*** Opening MATERIAL TO PROCESS ***
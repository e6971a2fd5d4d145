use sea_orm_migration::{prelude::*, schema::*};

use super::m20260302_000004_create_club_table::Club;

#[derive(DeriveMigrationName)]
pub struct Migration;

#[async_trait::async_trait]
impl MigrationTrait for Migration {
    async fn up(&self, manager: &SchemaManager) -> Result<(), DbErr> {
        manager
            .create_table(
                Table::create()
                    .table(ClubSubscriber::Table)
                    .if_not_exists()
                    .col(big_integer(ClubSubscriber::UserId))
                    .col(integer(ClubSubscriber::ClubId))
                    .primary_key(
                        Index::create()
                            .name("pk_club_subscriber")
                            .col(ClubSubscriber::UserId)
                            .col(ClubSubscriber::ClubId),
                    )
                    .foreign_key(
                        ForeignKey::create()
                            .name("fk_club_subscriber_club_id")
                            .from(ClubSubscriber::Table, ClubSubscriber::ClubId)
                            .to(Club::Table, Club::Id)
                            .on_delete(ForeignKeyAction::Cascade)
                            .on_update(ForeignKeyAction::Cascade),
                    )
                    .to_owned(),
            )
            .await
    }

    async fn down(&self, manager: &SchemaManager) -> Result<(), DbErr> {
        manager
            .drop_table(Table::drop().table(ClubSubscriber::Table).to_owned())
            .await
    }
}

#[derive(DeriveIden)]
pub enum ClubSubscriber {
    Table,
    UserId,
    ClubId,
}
*** Closing MATERIAL TO PROCESS ***
• WHAT IS NEEDED
From the line containing "impl MigrationTrait for" through the last line of the records above, reproduce every line exactly.

• EXPECTED ANSWER
impl MigrationTrait for Migration {
    async fn up(&self, manager: &SchemaManager) -> Result<(), DbErr> {
        manager
            .create_table(
                Table::create()
                    .table(ClubSubscriber::Table)
                    .if_not_exists()
                    .col(big_integer(ClubSubscriber::UserId))
                    .col(integer(ClubSubscriber::ClubId))
                    .primary_key(
                        Index::create()
                            .name("pk_club_subscriber")
                            .col(ClubSubscriber::UserId)
                            .col(ClubSubscriber::ClubId),
                    )
                    .foreign_key(
                        ForeignKey::create()
                            .name("fk_club_subscriber_club_id")
                            .from(ClubSubscriber::Table, ClubSubscriber::ClubId)
                            .to(Club::Table, Club::Id)
                            .on_delete(ForeignKeyAction::Cascade)
                            .on_update(ForeignKeyAction::Cascade),
                    )
                    .to_owned(),
            )
            .await
    }

    async fn down(&self, manager: &SchemaManager) -> Result<(), DbErr> {
        manager
            .drop_table(Table::drop().table(ClubSubscriber::Table).to_owned())
            .await
    }
}

#[derive(DeriveIden)]
pub enum ClubSubscriber {
    Table,
    UserId,
    ClubId,
}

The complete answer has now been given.